After the independence of India in 1947, Le Corbusier was invited to design a modernist city that broke with the country's colonial past. It became a monument to India's entrance into the modern world. Its Capitol Complex was recently declared by UNESCO as World Heritage.

In the wake of the independence, the Punjab region was divided between India and the newly created Pakistan. Since the former capital Lahore was now in Pakistani territory, Chandigarh was supposed to replace it. The name means “Home of Chandi,” the warrior personified as Parvati, a deity of fertility, love and devotion.
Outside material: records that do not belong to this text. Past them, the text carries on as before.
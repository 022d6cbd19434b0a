//! Detail row operations for the `job_details` table.

use crate::error::Result;
use crate::listings::parse_timestamp;
use chrono::Utc;
use magpie_core::{JobDetail, JobId};
use sqlx::sqlite::SqliteRow;
use sqlx::{Executor, Pool, Row, Sqlite};

/// Insert or overwrite a job detail keyed by `job_id`.
///
/// # Errors
/// Returns `DatabaseError` if the statement fails.
pub async fn upsert<'e, E>(executor: E, detail: &JobDetail) -> Result<()>
where
    E: Executor<'e, Database = Sqlite>,
{
    sqlx::query(
        "INSERT INTO job_details (
            job_id, status, is_expired, content, is_verified, expires_at, updated_at
        ) VALUES (?, ?, ?, ?, ?, ?, ?)
        ON CONFLICT(job_id) DO UPDATE SET
            status = excluded.status,
            is_expired = excluded.is_expired,
            content = excluded.content,
            is_verified = excluded.is_verified,
            expires_at = excluded.expires_at,
            updated_at = excluded.updated_at",
    )
    .bind(detail.job_id.as_str())
    .bind(&detail.status)
    .bind(detail.is_expired)
    .bind(&detail.content)
    .bind(detail.is_verified)
    .bind(detail.expires_at.map(|dt| dt.to_rfc3339()))
    .bind(Utc::now().to_rfc3339())
    .execute(executor)
    .await?;

    Ok(())
}

/// Get a detail row by id.
///
/// # Errors
/// Returns `DatabaseError` if the query fails or the row cannot be decoded.
pub async fn get(pool: &Pool<Sqlite>, job_id: &JobId) -> Result<Option<JobDetail>> {
    let row = sqlx::query(
        "SELECT job_id, status, is_expired, content, is_verified, expires_at
         FROM job_details WHERE job_id = ?",
    )
    .bind(job_id.as_str())
    .fetch_optional(pool)
    .await?;

    row.map(|r| from_row(&r)).transpose()
}

/// Count stored detail rows.
///
/// # Errors
/// Returns `DatabaseError` if the query fails.
pub async fn count(pool: &Pool<Sqlite>) -> Result<i64> {
    let count = sqlx::query_scalar::<_, i64>("SELECT COUNT(*) FROM job_details")
        .fetch_one(pool)
        .await?;
    Ok(count)
}

fn from_row(row: &SqliteRow) -> Result<JobDetail> {
    let job_id: String = row.try_get("job_id")?;
    let expires_at: Option<String> = row.try_get("expires_at")?;

    Ok(JobDetail {
        job_id: JobId::new(job_id)
            .map_err(|e| crate::error::DatabaseError::Decode(e.to_string()))?,
        status: row.try_get("status")?,
        is_expired: row.try_get("is_expired")?,
        content: row.try_get("content")?,
        is_verified: row.try_get("is_verified")?,
        expires_at: expires_at.as_deref().map(parse_timestamp).transpose()?,
    })
}
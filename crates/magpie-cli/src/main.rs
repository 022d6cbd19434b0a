//! Job scraper command line entry point.

use anyhow::{bail, Context, Result};
use clap::Parser;
use magpie_browser::BrowserEngine;
use magpie_core::{AppConfig, TraversalMode};
use magpie_db::Database;
use magpie_scraper::{RateLimiter, Scraper};
use magpie_sites::SeekSite;
use std::path::PathBuf;
use tracing_subscriber::{layer::SubscriberExt, util::SubscriberInitExt};

/// Run the job scraper for a specific site.
#[derive(Debug, Parser)]
#[command(name = "magpie", version, about)]
struct Args {
    /// The job site to scrape (e.g. seek)
    #[arg(long)]
    site: Option<String>,

    /// List all available job sites and exit
    #[arg(long)]
    list_sites: bool,

    /// Scrape by category instead of by filter (the default)
    #[arg(long)]
    by_category: bool,

    /// Minimum delay between requests in seconds (overrides config)
    #[arg(long)]
    min_delay: Option<f64>,

    /// Maximum delay between requests in seconds (overrides config)
    #[arg(long)]
    max_delay: Option<f64>,

    /// Maximum concurrent requests (overrides config)
    #[arg(long)]
    max_concurrent: Option<u32>,

    /// Database file path (overrides config)
    #[arg(long)]
    database: Option<PathBuf>,
}

fn init_tracing() {
    tracing_subscriber::registry()
        .with(
            tracing_subscriber::EnvFilter::try_from_default_env().unwrap_or_else(|_| "info".into()),
        )
        .with(tracing_subscriber::fmt::layer().with_target(true))
        .init();
}

#[tokio::main]
async fn main() -> Result<()> {
    init_tracing();

    let args = Args::parse();

    if args.list_sites {
        println!("Available job sites:");
        for site in magpie_sites::available_sites() {
            println!("  - {site}");
        }
        return Ok(());
    }

    let Some(site_name) = args.site.clone() else {
        bail!("--site is required unless --list-sites is used");
    };

    let mut config = AppConfig::load_with_env().context("failed to load configuration")?;
    if let Some(database) = args.database.clone() {
        config.storage.database_path = Some(database);
    }

    run(&args, &site_name, &config).await
}

async fn run(args: &Args, site_name: &str, config: &AppConfig) -> Result<()> {
    let site_config = config.site(site_name)?.clone();
    let site = match site_name {
        "seek" => SeekSite::new(site_config.clone()),
        other => bail!("no adapter registered for site '{other}'"),
    };

    // Effective rate settings: CLI overrides win over the site's config and
    // must be in place before the first request
    let min_delay = args.min_delay.unwrap_or(site_config.min_delay);
    let max_delay = args.max_delay.unwrap_or(site_config.max_delay);
    let max_concurrent = args.max_concurrent.unwrap_or(site_config.max_concurrent);
    if min_delay < 0.0 {
        bail!("--min-delay must not be negative");
    }
    if min_delay > max_delay {
        bail!("minimum delay ({min_delay}s) must not exceed maximum delay ({max_delay}s)");
    }
    if max_concurrent == 0 {
        bail!("--max-concurrent must be at least 1");
    }
    if args.min_delay.is_some() || args.max_delay.is_some() || args.max_concurrent.is_some() {
        tracing::info!(
            min_delay,
            max_delay,
            max_concurrent,
            "Applying rate limit overrides"
        );
    }

    tracing::info!(site = site_name, "Starting job scraper");

    let database_path = config
        .database_path()
        .context("failed to resolve database path")?;
    if let Some(parent) = database_path.parent() {
        std::fs::create_dir_all(parent)
            .with_context(|| format!("failed to create {}", parent.display()))?;
    }
    let db = Database::new(&database_path)
        .await
        .context("failed to open database")?;
    db.run_migrations()
        .await
        .context("failed to run database migrations")?;

    let browser = BrowserEngine::launch(&config.browser)
        .await
        .context("failed to launch browser")?;

    let limiter = RateLimiter::new(min_delay, max_delay, max_concurrent);
    let scraper = Scraper::new(&browser, &db, site, limiter);

    let mode = if args.by_category {
        TraversalMode::Category
    } else {
        TraversalMode::Filter
    };

    let outcome = scraper.scrape(mode).await;
    drop(scraper);

    if let Err(e) = browser.close().await {
        tracing::warn!(error = %e, "Error closing browser");
    }
    db.close().await;

    let report = outcome.context("scrape run failed")?;
    tracing::info!(
        listings = report.listings,
        details_fetched = report.details_fetched,
        details_failed = report.details_failed,
        "Scrape complete"
    );

    Ok(())
}

#[cfg(test)]
mod tests {
    use super::*;
    use clap::CommandFactory;

    #[test]
    fn test_cli_definition_is_valid() {
        Args::command().debug_assert();
    }

    #[test]
    fn test_overrides_parse() {
        let args = Args::parse_from([
            "magpie",
            "--site",
            "seek",
            "--by-category",
            "--min-delay",
            "0.5",
            "--max-delay",
            "1.5",
            "--max-concurrent",
            "3",
        ]);
        assert_eq!(args.site.as_deref(), Some("seek"));
        assert!(args.by_category);
        assert_eq!(args.min_delay, Some(0.5));
        assert_eq!(args.max_delay, Some(1.5));
        assert_eq!(args.max_concurrent, Some(3));
    }
}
It was not only a planned city but also the realization of Le Corbusier’s utopian vision of a metropolis. Known for his avant-garde living concepts, he divided the city by functions. He developed this idea from earlier plans created by the Polish architect Maciej Nowicki and the American planner Albert Mayer who withdrew from the project after a plane crash in which Nowitzki died. Every detail was carefully designed, from the sculptures of the Supreme Court square to the door handles of the offices, and the most important administrative buildings, including the Capitol, the Supreme Court, the Secretariat, Parliament, a Governor's Palace and a university.

Chandigarh is still criticized for being a city that is alienated from the rest of the country and its culture, but also one that is sterile, expensive and lacking in social mobility.